» What this task involves
Take each line in the entries below that holds "definitely" and show it.

───

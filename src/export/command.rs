//! External Command Runner
//!
//! Executes privileged external commands with piped output, a hard timeout,
//! and cancellation of hung processes. Both output streams are drained
//! concurrently while waiting so a full pipe buffer can never deadlock the
//! child.

use crate::domain::ports::{render_command, CommandRunner, Fault, FaultNotifier, FaultNotifierRef};
use crate::error::{Error, Result};
use async_trait::async_trait;
use std::process::Stdio;
use std::time::Duration;
use tokio::io::{AsyncRead, AsyncReadExt};
use tokio::process::Command;
use tracing::{debug, warn};

// =============================================================================
// Configuration
// =============================================================================

/// Configuration for the timed command runner
#[derive(Debug, Clone)]
pub struct CommandRunnerConfig {
    /// Hard limit on process runtime
    pub timeout: Duration,
    /// Privilege-escalation wrapper prepended to every command, if any
    pub root_wrap: Option<String>,
}

impl Default for CommandRunnerConfig {
    fn default() -> Self {
        Self {
            timeout: Duration::from_secs(10),
            root_wrap: None,
        }
    }
}

// =============================================================================
// Timed Command Runner
// =============================================================================

/// Everything a completed child produced
struct CapturedOutput {
    code: i32,
    stdout: String,
    stderr: String,
}

/// Command runner enforcing the configured timeout on every execution
pub struct TimedCommandRunner {
    config: CommandRunnerConfig,
    notifier: FaultNotifierRef,
}

impl TimedCommandRunner {
    pub fn new(config: CommandRunnerConfig, notifier: FaultNotifierRef) -> Self {
        Self { config, notifier }
    }

    fn build_argv(&self, command: &[String]) -> Vec<String> {
        match &self.config.root_wrap {
            Some(wrapper) => std::iter::once(wrapper.clone())
                .chain(command.iter().cloned())
                .collect(),
            None => command.to_vec(),
        }
    }

    /// Spawn the child, drain both pipes, and race completion against the
    /// timeout. On timeout the child is killed, a fault is raised to the
    /// alerting subsystem, and the caller fails.
    async fn execute(&self, command: &[String]) -> Result<CapturedOutput> {
        let argv = self.build_argv(command);
        let rendered = render_command(&argv);
        let (program, args) = argv
            .split_first()
            .ok_or_else(|| Error::Internal("empty command".into()))?;

        debug!(command = %rendered, "executing external command");

        let mut child = Command::new(program)
            .args(args)
            .stdin(Stdio::null())
            .stdout(Stdio::piped())
            .stderr(Stdio::piped())
            .kill_on_drop(true)
            .spawn()?;

        let stdout_task = tokio::spawn(drain(child.stdout.take()));
        let stderr_task = tokio::spawn(drain(child.stderr.take()));

        let status = match tokio::time::timeout(self.config.timeout, child.wait()).await {
            Ok(status) => status?,
            Err(_) => {
                let _ = child.kill().await;
                warn!(command = %rendered, "command timed out and was cancelled");
                self.notifier
                    .notify(Fault::target_daemon_unresponsive(rendered.clone()));
                return Err(Error::CommandTimeout { command: rendered });
            }
        };

        let stdout = stdout_task.await.unwrap_or_default();
        let stderr = stderr_task.await.unwrap_or_default();

        Ok(CapturedOutput {
            code: status.code().unwrap_or(-1),
            stdout,
            stderr,
        })
    }
}

async fn drain<R>(pipe: Option<R>) -> String
where
    R: AsyncRead + Unpin + Send + 'static,
{
    let Some(mut pipe) = pipe else {
        return String::new();
    };
    let mut buffer = String::new();
    let _ = pipe.read_to_string(&mut buffer).await;
    buffer
}

#[async_trait]
impl CommandRunner for TimedCommandRunner {
    async fn run(&self, command: &[String]) -> Result<String> {
        let rendered = render_command(command);
        let output = self.execute(command).await?;

        // Diagnostics on stderr signal failure even when the exit code is 0.
        let stderr = output.stderr.trim();
        if !stderr.is_empty() {
            return Err(Error::CommandFailed {
                command: rendered,
                reason: stderr.to_string(),
            });
        }
        if output.code != 0 {
            return Err(Error::CommandFailed {
                command: rendered,
                reason: format!("non-zero exit code {}", output.code),
            });
        }
        Ok(output.stdout)
    }

    async fn run_and_get_code(&self, command: &[String]) -> Result<i32> {
        Ok(self.execute(command).await?.code)
    }
}

#[cfg(test)]
mod tests {
    use super::*;
    use crate::domain::ports::FaultNotifier;
    use assert_matches::assert_matches;
    use parking_lot::Mutex;
    use std::sync::Arc;
    use std::time::Instant;

    #[derive(Default)]
    struct RecordingNotifier {
        faults: Mutex<Vec<Fault>>,
    }

    impl FaultNotifier for RecordingNotifier {
        fn notify(&self, fault: Fault) {
            self.faults.lock().push(fault);
        }
    }

    fn sh(script: &str) -> Vec<String> {
        vec!["sh".to_string(), "-c".to_string(), script.to_string()]
    }

    fn runner(timeout: Duration) -> (TimedCommandRunner, Arc<RecordingNotifier>) {
        let notifier = Arc::new(RecordingNotifier::default());
        let runner = TimedCommandRunner::new(
            CommandRunnerConfig {
                timeout,
                root_wrap: None,
            },
            notifier.clone(),
        );
        (runner, notifier)
    }

    #[tokio::test]
    async fn test_run_captures_stdout() {
        let (runner, _) = runner(Duration::from_secs(5));
        let out = runner.run(&sh("echo hello")).await.unwrap();
        assert_eq!(out.trim(), "hello");
    }

    #[tokio::test]
    async fn test_stderr_fails_even_on_zero_exit() {
        let (runner, _) = runner(Duration::from_secs(5));
        let err = runner.run(&sh("echo oops >&2; exit 0")).await.unwrap_err();
        assert_matches!(err, Error::CommandFailed { reason, .. } if reason == "oops");
    }

    #[tokio::test]
    async fn test_nonzero_exit_fails() {
        let (runner, _) = runner(Duration::from_secs(5));
        let err = runner.run(&sh("exit 3")).await.unwrap_err();
        assert_matches!(err, Error::CommandFailed { reason, .. } if reason.contains('3'));
    }

    #[tokio::test]
    async fn test_run_and_get_code_ignores_stderr() {
        let (runner, _) = runner(Duration::from_secs(5));
        assert_eq!(
            runner
                .run_and_get_code(&sh("echo oops >&2; exit 0"))
                .await
                .unwrap(),
            0
        );
        assert_eq!(runner.run_and_get_code(&sh("exit 7")).await.unwrap(), 7);
    }

    #[tokio::test]
    async fn test_timeout_cancels_and_raises_fault() {
        let (runner, notifier) = runner(Duration::from_millis(100));

        let started = Instant::now();
        let err = runner.run(&sh("sleep 5")).await.unwrap_err();

        assert_matches!(err, Error::CommandTimeout { .. });
        // the child was cancelled rather than waited to completion
        assert!(started.elapsed() < Duration::from_secs(2));

        let faults = notifier.faults.lock();
        assert_eq!(faults.len(), 1);
        assert_eq!(
            faults[0].fault_id,
            crate::domain::ports::FAULT_TARGET_DAEMON_UNRESPONSIVE
        );
    }

    #[tokio::test]
    async fn test_root_wrap_is_prepended() {
        let notifier = Arc::new(RecordingNotifier::default());
        let runner = TimedCommandRunner::new(
            CommandRunnerConfig {
                timeout: Duration::from_secs(5),
                root_wrap: Some("echo".to_string()),
            },
            notifier,
        );

        // with "echo" as the wrapper the command itself is printed, not run
        let out = runner
            .run(&vec!["definitely-not-a-binary".to_string()])
            .await
            .unwrap();
        assert_eq!(out.trim(), "definitely-not-a-binary");
    }
}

───

» Expected answer
            .run(&vec!["definitely-not-a-binary".to_string()])
        assert_eq!(out.trim(), "definitely-not-a-binary");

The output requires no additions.